Nos hace ver en el prójimo a un hijo de Dios y hermano en Jesucristo. Este don lleva a las
almas a amar a todos los hombres con apasionante ternura, viendo en ellos a hermanos
queridísimos en Cristo Jesús, a los que quisiera colmar de toda clase de bendiciones y
gracias. Por eso San Pablo decía a los Filipenses (4,1): «Por tanto, hermanos míos queridos
y añorados, mi gozo y mi corona, manteneos así firmes en el Señor, queridos». Un alma
por este don es capaz de ver en todos a Cristo y hacer por ellos lo que por Cristo haría.
Medios para fomentar este don
1. Cultivar en nosotros el espíritu de hijos adoptivos de Dios. Meditar
constantemente en ese gran misterio y esa dicha de poder llamar Dios «Padre»,
como lo hacía Santa Teresita.
2. Cultivar el espíritu de fraternidad universal con todos los hombres. Hay que hacer
ejercicios frecuentes de fraternidad: cada vez que vemos a un ser humano, pensar
que también es hijo de Dios, comenzando por los vecinos, compañeros de trabajo,
de estudios. Mirarlos con ojos de ternura porque son nuestros hermanos. Luego
vemos a un hombre de otra raza, cualquiera, africano, asiático, americano,
europeo, de la que sea, y pensar que también son hijos de Dios y hermanos
nuestros.
3. Cultivar el espíritu de total abandono en brazos de Dios.
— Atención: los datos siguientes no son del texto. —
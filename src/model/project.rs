// SPDX-FileCopyrightText: 2026 Bruno Meilick
// SPDX-License-Identifier: LicenseRef-Zonemap-FreeUse-NoCopy-NoDerivatives
//
// All rights reserved.
//
// This file is part of Zonemap and is proprietary software.
// Unauthorized copying, modification, or distribution is prohibited.

use std::collections::BTreeMap;

use serde::{Deserialize, Serialize};

use super::ids::ProjectId;

/// The mutable part of a project, as supplied by clients on create/update.
#[derive(Debug, Clone, Default, PartialEq, Eq, Serialize, Deserialize)]
#[serde(rename_all = "camelCase")]
pub struct ProjectDescription {
    #[serde(default)]
    pub name: String,
    /// Name of the workspace the project belongs to. This field is the source of truth for
    /// membership; the workspace index only mirrors it.
    #[serde(default)]
    pub workspace: String,
    #[serde(default, skip_serializing_if = "String::is_empty")]
    pub description: String,
    #[serde(default)]
    pub owner: String,
    #[serde(default)]
    pub owner_contact: String,
    #[serde(default, skip_serializing_if = "BTreeMap::is_empty")]
    pub attributes: BTreeMap<String, String>,
}

impl ProjectDescription {
    pub fn new(name: impl Into<String>, workspace: impl Into<String>) -> Self {
        Self {
            name: name.into(),
            workspace: workspace.into(),
            ..Self::default()
        }
    }
}

#[derive(Debug, Clone, PartialEq, Eq, Serialize, Deserialize)]
pub struct Project {
    pub id: ProjectId,
    #[serde(flatten)]
    pub description: ProjectDescription,
}

impl Project {
    pub fn new(id: ProjectId, description: ProjectDescription) -> Self {
        Self { id, description }
    }

    pub fn name(&self) -> &str {
        &self.description.name
    }

    pub fn workspace(&self) -> &str {
        &self.description.workspace
    }
}
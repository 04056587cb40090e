// SPDX-FileCopyrightText: 2026 Bruno Meilick
// SPDX-License-Identifier: LicenseRef-Zonemap-FreeUse-NoCopy-NoDerivatives
//
// All rights reserved.
//
// This file is part of Zonemap and is proprietary software.
// Unauthorized copying, modification, or distribution is prohibited.

//! Zonemap: threat-model projects grouped into workspaces, served over HTTP and a live
//! WebSocket channel, with Graphviz rendering of trust zones and data flows.

pub mod api;
pub mod config;
pub mod live;
pub mod model;
pub mod otm;
pub mod render;
pub mod store;
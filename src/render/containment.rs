// SPDX-FileCopyrightText: 2026 Bruno Meilick
// SPDX-License-Identifier: LicenseRef-Zonemap-FreeUse-NoCopy-NoDerivatives
//
// All rights reserved.
//
// This file is part of Zonemap and is proprietary software.
// Unauthorized copying, modification, or distribution is prohibited.

//! Turns flat parent-pointer-linked zones and components into a containment forest.
//!
//! Every step works on id-ordered maps and the nested structure is first built as an id graph,
//! so the result does not depend on input order and a malformed cycle is reported before any
//! tree is materialised.

use std::collections::{BTreeMap, BTreeSet};
use std::fmt;

use thiserror::Error;

use crate::otm::{OpenThreatModel, ParentRef};

#[derive(Debug, Clone, Copy, PartialEq, Eq, PartialOrd, Ord, Hash)]
pub enum ContainerKind {
    Component,
    Zone,
}

impl ContainerKind {
    pub fn as_str(self) -> &'static str {
        match self {
            Self::Component => "component",
            Self::Zone => "zone",
        }
    }
}

impl fmt::Display for ContainerKind {
    fn fmt(&self, f: &mut fmt::Formatter<'_>) -> fmt::Result {
        f.write_str(self.as_str())
    }
}

/// One zone or component as seen by the resolver.
#[derive(Debug, Clone, Copy, PartialEq, Eq)]
pub struct ContainmentInput<'a> {
    pub id: &'a str,
    pub name: &'a str,
    pub parent: Option<ParentLink<'a>>,
}

#[derive(Debug, Clone, Copy, PartialEq, Eq)]
pub struct ParentLink<'a> {
    pub id: &'a str,
    pub is_zone: bool,
}

impl<'a> ContainmentInput<'a> {
    pub fn new(id: &'a str, name: &'a str) -> Self {
        Self {
            id,
            name,
            parent: None,
        }
    }

    pub fn in_zone(mut self, zone: &'a str) -> Self {
        self.parent = Some(ParentLink {
            id: zone,
            is_zone: true,
        });
        self
    }

    pub fn in_component(mut self, component: &'a str) -> Self {
        self.parent = Some(ParentLink {
            id: component,
            is_zone: false,
        });
        self
    }
}

/// A container with its direct leaf members and nested containers.
///
/// `leaf_children` maps child id to display name. `nested_children` is sorted by id.
#[derive(Debug, Clone, PartialEq, Eq)]
pub struct ContainmentNode {
    pub kind: ContainerKind,
    pub id: String,
    pub name: String,
    pub leaf_children: BTreeMap<String, String>,
    pub nested_children: Vec<ContainmentNode>,
}

#[derive(Debug, Clone, PartialEq, Eq, Error)]
pub enum ContainmentError {
    #[error("containment cycle detected at {id:?}")]
    CycleDetected { id: String },
}

#[derive(Debug)]
struct Draft<'a> {
    kind: ContainerKind,
    name: &'a str,
    leaves: BTreeMap<&'a str, &'a str>,
    nested: BTreeSet<&'a str>,
}

impl<'a> Draft<'a> {
    fn new(kind: ContainerKind, name: &'a str) -> Self {
        Self {
            kind,
            name,
            leaves: BTreeMap::new(),
            nested: BTreeSet::new(),
        }
    }
}

/// Resolves the containment forest of `components` and `zones`.
///
/// Returns the root containers sorted by id. Components without a parent that contain nothing
/// do not appear; they are not containers.
pub fn resolve_containment<'a>(
    components: &[ContainmentInput<'a>],
    zones: &[ContainmentInput<'a>],
) -> Result<Vec<ContainmentNode>, ContainmentError> {
    let mut names = BTreeMap::<&'a str, &'a str>::new();
    for element in components.iter().chain(zones) {
        names.insert(element.id, element.name);
    }

    let mut drafts = BTreeMap::<&'a str, Draft<'a>>::new();

    // Parents of components, with the component as a leaf.
    for component in components {
        let Some(parent) = component.parent else {
            continue;
        };
        let draft = ensure_parent(&mut drafts, &names, parent);
        draft.leaves.insert(component.id, component.name);
    }

    // Every zone is a container; a zone nests directly under its parent.
    for zone in zones {
        let draft = drafts
            .entry(zone.id)
            .or_insert_with(|| Draft::new(ContainerKind::Zone, zone.name));
        draft.kind = ContainerKind::Zone;
        if draft.name.is_empty() {
            draft.name = zone.name;
        }

        if let Some(parent) = zone.parent {
            ensure_parent(&mut drafts, &names, parent).nested.insert(zone.id);
        }
    }

    // Leaves that are containers themselves move to the nested set.
    let container_ids = drafts.keys().copied().collect::<BTreeSet<_>>();
    for draft in drafts.values_mut() {
        let promoted = draft
            .leaves
            .keys()
            .copied()
            .filter(|id| container_ids.contains(id))
            .collect::<Vec<_>>();
        for id in promoted {
            draft.leaves.remove(id);
            draft.nested.insert(id);
        }
    }

    let order = finish_order(&drafts)?;

    let mut parent_counts = BTreeMap::<&str, usize>::new();
    for child in drafts.values().flat_map(|draft| draft.nested.iter().copied()) {
        *parent_counts.entry(child).or_default() += 1;
    }

    // Children finish before their parents, so every nested child is built by the time its
    // parent is. A child shared by several parents (duplicate ids) is copied into each.
    let mut built = BTreeMap::<&str, ContainmentNode>::new();
    for id in order {
        let Some(draft) = drafts.get(id) else {
            continue;
        };
        let nested_children = draft
            .nested
            .iter()
            .filter_map(|child| match parent_counts.get_mut(child) {
                Some(count) if *count > 1 => {
                    *count -= 1;
                    built.get(child).cloned()
                }
                _ => built.remove(child),
            })
            .collect();
        built.insert(
            id,
            ContainmentNode {
                kind: draft.kind,
                id: id.to_owned(),
                name: draft.name.to_owned(),
                leaf_children: draft
                    .leaves
                    .iter()
                    .map(|(id, name)| ((*id).to_owned(), (*name).to_owned()))
                    .collect(),
                nested_children,
            },
        );
    }

    Ok(drafts
        .keys()
        .filter(|id| !parent_counts.contains_key(*id))
        .filter_map(|id| built.remove(id))
        .collect())
}

/// [`resolve_containment`] over the zones and components of a threat model.
pub fn resolve_model_containment(
    model: &OpenThreatModel,
) -> Result<Vec<ContainmentNode>, ContainmentError> {
    let components = model
        .components
        .iter()
        .map(|component| ContainmentInput {
            id: &component.id,
            name: &component.name,
            parent: parent_link(component.parent.as_ref()),
        })
        .collect::<Vec<_>>();
    let zones = model
        .trust_zones
        .iter()
        .map(|zone| ContainmentInput {
            id: &zone.id,
            name: &zone.name,
            parent: parent_link(zone.parent.as_ref()),
        })
        .collect::<Vec<_>>();

    resolve_containment(&components, &zones)
}

fn parent_link(parent: Option<&ParentRef>) -> Option<ParentLink<'_>> {
    let parent = parent?;
    parent.id().map(|id| ParentLink {
        id,
        is_zone: parent.is_trust_zone(),
    })
}

fn ensure_parent<'d, 'a>(
    drafts: &'d mut BTreeMap<&'a str, Draft<'a>>,
    names: &BTreeMap<&'a str, &'a str>,
    parent: ParentLink<'a>,
) -> &'d mut Draft<'a> {
    let kind = if parent.is_zone {
        ContainerKind::Zone
    } else {
        ContainerKind::Component
    };
    let draft = drafts.entry(parent.id).or_insert_with(|| {
        Draft::new(kind, names.get(parent.id).copied().unwrap_or_default())
    });
    if kind == ContainerKind::Zone {
        draft.kind = ContainerKind::Zone;
    }
    draft
}

#[derive(Clone, Copy, PartialEq, Eq)]
enum Mark {
    OnPath,
    Done,
}

/// Post-order over the nested edges (children before parents).
///
/// Fails on the first container that is reachable from itself.
fn finish_order<'a>(drafts: &BTreeMap<&'a str, Draft<'a>>) -> Result<Vec<&'a str>, ContainmentError> {
    let mut marks = BTreeMap::<&str, Mark>::new();
    let mut order = Vec::with_capacity(drafts.len());

    for &start in drafts.keys() {
        if marks.contains_key(start) {
            continue;
        }

        let mut stack = vec![(start, children_of(drafts, start))];
        marks.insert(start, Mark::OnPath);

        while let Some((id, children)) = stack.last_mut() {
            match children.next() {
                Some(child) => match marks.get(child) {
                    Some(Mark::OnPath) => {
                        return Err(ContainmentError::CycleDetected {
                            id: child.to_owned(),
                        });
                    }
                    Some(Mark::Done) => {}
                    None => {
                        marks.insert(child, Mark::OnPath);
                        stack.push((child, children_of(drafts, child)));
                    }
                },
                None => {
                    let id = *id;
                    marks.insert(id, Mark::Done);
                    order.push(id);
                    stack.pop();
                }
            }
        }
    }

    Ok(order)
}

fn children_of<'s, 'a>(
    drafts: &'s BTreeMap<&'a str, Draft<'a>>,
    id: &str,
) -> std::vec::IntoIter<&'a str> {
    drafts
        .get(id)
        .map(|draft| draft.nested.iter().copied().collect::<Vec<_>>())
        .unwrap_or_default()
        .into_iter()
}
Hemos de convencernos
plenamente de que, siendo Dios nuestro Padre, es imposible que nos suceda nada
malo en todo cuanto quiere o permite que venga sobre nosotros. Cuentan la
historia de un niño que iba en un crucero, cuando, de repente, todos comenzaron
alarmados a buscar sus salvavidas. El niño jugaba en el piso y preguntó a uno de los
pasajeros por qué la gente corría asustada. El pasajero contestó que el barco se
estaba hundiendo y que había que buscar la forma de saltar del mismo para
sobrevivir. El niño retomó sus juguetes y continuó jugando, por lo que el pasajero
preguntó: «¿No te asusta? ¿No te preocupa? ¿No vas a correr por tu vida?». El
niño respondió: «No, es que mi papa es el capitán de este barco, y si él sabe que yo
voy a bordo, no permitirá que algo malo suceda».